Dataset entries
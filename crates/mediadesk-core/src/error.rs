//! Unified application error types for MediaDesk.
//!
//! All crates map their internal errors into [`AppError`] for consistent
//! propagation through the ? operator.

use std::fmt;
use thiserror::Error;

/// Top-level error kind categorization used across the entire application.
#[derive(Debug, Clone, Copy, PartialEq, Eq, Hash, serde::Serialize, serde::Deserialize)]
pub enum ErrorKind {
    /// The requested asset or record was not found.
    NotFound,
    /// An upload failed validation before any side effect occurred.
    Validation,
    /// The caller does not have the capability to perform the action.
    Authorization,
    /// A conflict occurred (duplicate stored filename, concurrent change).
    Conflict,
    /// A filesystem I/O error occurred.
    Storage,
    /// A database error occurred.
    Database,
    /// The filesystem and the record store disagree and cannot be
    /// reconciled automatically; operator attention is required.
    InconsistentState,
    /// A configuration error occurred.
    Configuration,
    /// A serialization/deserialization error occurred.
    Serialization,
    /// An internal error occurred.
    Internal,
}

impl fmt::Display for ErrorKind {
    fn fmt(&self, f: &mut fmt::Formatter<'_>) -> fmt::Result {
        match self {
            Self::NotFound => write!(f, "NOT_FOUND"),
            Self::Validation => write!(f, "VALIDATION"),
            Self::Authorization => write!(f, "AUTHORIZATION"),
            Self::Conflict => write!(f, "CONFLICT"),
            Self::Storage => write!(f, "STORAGE"),
            Self::Database => write!(f, "DATABASE"),
            Self::InconsistentState => write!(f, "INCONSISTENT_STATE"),
            Self::Configuration => write!(f, "CONFIGURATION"),
            Self::Serialization => write!(f, "SERIALIZATION"),
            Self::Internal => write!(f, "INTERNAL"),
        }
    }
}

/// The unified application error used throughout MediaDesk.
///
/// All crate-specific errors are mapped into `AppError` using `From` impls
/// or explicit `.map_err()` calls. Validation rejections carry user-facing
/// reason strings; storage and database errors carry the failed stage in
/// their message so operators can tell where a multi-step operation stopped.
#[derive(Debug, Error)]
#[error("{kind}: {message}")]
pub struct AppError {
    /// The category of error.
    pub kind: ErrorKind,
    /// A human-readable error message.
    pub message: String,
    /// Optional underlying cause.
    #[source]
    pub source: Option<Box<dyn std::error::Error + Send + Sync>>,
}

impl AppError {
    /// Create a new application error.
    pub fn new(kind: ErrorKind, message: impl Into<String>) -> Self {
        Self {
            kind,
            message: message.into(),
            source: None,
        }
    }

    /// Create a new application error with an underlying cause.
    pub fn with_source(
        kind: ErrorKind,
        message: impl Into<String>,
        source: impl std::error::Error + Send + Sync + 'static,
    ) -> Self {
        Self {
            kind,
            message: message.into(),
            source: Some(Box::new(source)),
        }
    }

    /// Create a not-found error.
    pub fn not_found(message: impl Into<String>) -> Self {
        Self::new(ErrorKind::NotFound, message)
    }

    /// Create a validation error.
    pub fn validation(message: impl Into<String>) -> Self {
        Self::new(ErrorKind::Validation, message)
    }

    /// Create an authorization error.
    pub fn authorization(message: impl Into<String>) -> Self {
        Self::new(ErrorKind::Authorization, message)
    }

    /// Create a conflict error.
    pub fn conflict(message: impl Into<String>) -> Self {
        Self::new(ErrorKind::Conflict, message)
    }

    /// Create a storage error.
    pub fn storage(message: impl Into<String>) -> Self {
        Self::new(ErrorKind::Storage, message)
    }

    /// Create a database error.
    pub fn database(message: impl Into<String>) -> Self {
        Self::new(ErrorKind::Database, message)
    }

    /// Create an inconsistent-state error.
    pub fn inconsistent_state(message: impl Into<String>) -> Self {
        Self::new(ErrorKind::InconsistentState, message)
    }

    /// Create a configuration error.
    pub fn configuration(message: impl Into<String>) -> Self {
        Self::new(ErrorKind::Configuration, message)
    }

    /// Create an internal error.
    pub fn internal(message: impl Into<String>) -> Self {
        Self::new(ErrorKind::Internal, message)
    }
}

impl Clone for AppError {
    fn clone(&self) -> Self {
        Self {
            kind: self.kind,
            message: self.message.clone(),
            source: None,
        }
    }
}

impl From<std::io::Error> for AppError {
    fn from(err: std::io::Error) -> Self {
        Self::with_source(ErrorKind::Storage, format!("I/O error: {err}"), err)
    }
}

impl From<serde_json::Error> for AppError {
    fn from(err: serde_json::Error) -> Self {
        Self::with_source(
            ErrorKind::Serialization,
            format!("JSON serialization error: {err}"),
            err,
        )
    }
}

impl From<config::ConfigError> for AppError {
    fn from(err: config::ConfigError) -> Self {
        Self::with_source(
            ErrorKind::Configuration,
            format!("Configuration error: {err}"),
            err,
        )
    }
}
//! Stored-filename generation for new assets.

use chrono::Utc;
use rand::Rng;
use rand::distributions::Alphanumeric;

/// Length of the random token portion of a stored name.
const TOKEN_LEN: usize = 12;

/// Extension used when the original name carries none.
const FALLBACK_EXT: &str = "bin";

/// Generate a collision-resistant stored file name for a new asset,
/// preserving the original extension: `<utc-timestamp>-<token>.<ext>`.
///
/// Replace never calls this: a replaced asset keeps the stored name it was
/// created with, because published pages address it by path.
pub fn generate_stored_name(original_name: &str) -> String {
    let ext = file_extension(original_name).unwrap_or_else(|| FALLBACK_EXT.to_string());
    let token: String = rand::thread_rng()
        .sample_iter(&Alphanumeric)
        .take(TOKEN_LEN)
        .map(char::from)
        .collect();

    format!(
        "{}-{}.{}",
        Utc::now().format("%Y%m%d%H%M%S"),
        token.to_lowercase(),
        ext
    )
}

/// The lowercase extension of a file name, if it has one.
pub fn file_extension(name: &str) -> Option<String> {
    std::path::Path::new(name)
        .extension()
        .and_then(|ext| ext.to_str())
        .map(|ext| ext.to_lowercase())
}
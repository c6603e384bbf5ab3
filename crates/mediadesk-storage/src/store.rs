//! Binary placement and removal on the provisioned layout.

use std::path::Path;

use tokio::fs;
use tracing::debug;

use mediadesk_core::error::{AppError, ErrorKind};
use mediadesk_core::result::AppResult;

use crate::layout::StorageLayout;

/// Filesystem operations for asset binaries and their thumbnails.
///
/// All paths are derived from the injected [`StorageLayout`]; nothing here
/// re-checks or re-creates directories per call.
#[derive(Debug, Clone)]
pub struct AssetFileStore {
    layout: StorageLayout,
}

impl AssetFileStore {
    /// Create a file store over a provisioned layout.
    pub fn new(layout: StorageLayout) -> Self {
        Self { layout }
    }

    /// The layout this store operates on.
    pub fn layout(&self) -> &StorageLayout {
        &self.layout
    }

    /// Copy a spooled upload into the canonical location for a stored name.
    /// Returns the number of bytes copied.
    pub async fn ingest(&self, source: &Path, stored_file_name: &str) -> AppResult<u64> {
        let dest = self.layout.image_path(stored_file_name);
        let bytes = fs::copy(source, &dest).await.map_err(|e| {
            AppError::with_source(
                ErrorKind::Storage,
                format!(
                    "Failed to copy upload {} -> {}",
                    source.display(),
                    dest.display()
                ),
                e,
            )
        })?;

        debug!(stored_file_name, bytes, "Ingested asset binary");
        Ok(bytes)
    }

    /// Remove the canonical binary for a stored name. A missing file is not
    /// an error; delete and replace both tolerate it.
    pub async fn remove_image(&self, stored_file_name: &str) -> AppResult<()> {
        remove_tolerant(&self.layout.image_path(stored_file_name)).await
    }

    /// Remove the thumbnail for a stored name, tolerating absence.
    pub async fn remove_thumbnail(&self, stored_file_name: &str) -> AppResult<()> {
        remove_tolerant(&self.layout.thumbnail_path(stored_file_name)).await
    }

    /// Whether the canonical binary exists.
    pub async fn image_exists(&self, stored_file_name: &str) -> bool {
        fs::try_exists(self.layout.image_path(stored_file_name))
            .await
            .unwrap_or(false)
    }

    /// Whether the thumbnail exists.
    pub async fn thumbnail_exists(&self, stored_file_name: &str) -> bool {
        fs::try_exists(self.layout.thumbnail_path(stored_file_name))
            .await
            .unwrap_or(false)
    }

    /// File names currently present in the images directory.
    pub async fn list_images(&self) -> AppResult<Vec<String>> {
        list_file_names(&self.layout.images_dir()).await
    }

    /// File names currently present in the thumbnails directory.
    pub async fn list_thumbnails(&self) -> AppResult<Vec<String>> {
        list_file_names(&self.layout.thumbnails_dir()).await
    }
}

/// Remove a file, treating "already absent" as success.
async fn remove_tolerant(path: &Path) -> AppResult<()> {
    match fs::remove_file(path).await {
        Ok(()) => Ok(()),
        Err(e) if e.kind() == std::io::ErrorKind::NotFound => Ok(()),
        Err(e) => Err(AppError::with_source(
            ErrorKind::Storage,
            format!("Failed to remove file: {}", path.display()),
            e,
        )),
    }
}

/// Plain file names (no directories) inside a directory.
async fn list_file_names(dir: &Path) -> AppResult<Vec<String>> {
    let mut names = Vec::new();
    let mut entries = fs::read_dir(dir).await.map_err(|e| {
        AppError::with_source(
            ErrorKind::Storage,
            format!("Failed to list directory: {}", dir.display()),
            e,
        )
    })?;

    while let Some(entry) = entries.next_entry().await.map_err(|e| {
        AppError::with_source(ErrorKind::Storage, "Failed to read directory entry", e)
    })? {
        let is_file = entry
            .file_type()
            .await
            .map_err(|e| {
                AppError::with_source(ErrorKind::Storage, "Failed to read entry type", e)
            })?
            .is_file();
        if is_file {
            names.push(entry.file_name().to_string_lossy().into_owned());
        }
    }

    names.sort();
    Ok(names)
}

GOAL OF THE EXERCISE
Begin with the line above that has "use mediadesk_core::result::AppResult;" and continue through the line that has "of bytes copied.", setting each one down exactly. Stop there.

REPLY
use mediadesk_core::result::AppResult;

use crate::layout::StorageLayout;

/// Filesystem operations for asset binaries and their thumbnails.
///
/// All paths are derived from the injected [`StorageLayout`]; nothing here
/// re-checks or re-creates directories per call.
#[derive(Debug, Clone)]
pub struct AssetFileStore {
    layout: StorageLayout,
}

impl AssetFileStore {
    /// Create a file store over a provisioned layout.
    pub fn new(layout: StorageLayout) -> Self {
        Self { layout }
    }

    /// The layout this store operates on.
    pub fn layout(&self) -> &StorageLayout {
        &self.layout
    }

    /// Copy a spooled upload into the canonical location for a stored name.
    /// Returns the number of bytes copied.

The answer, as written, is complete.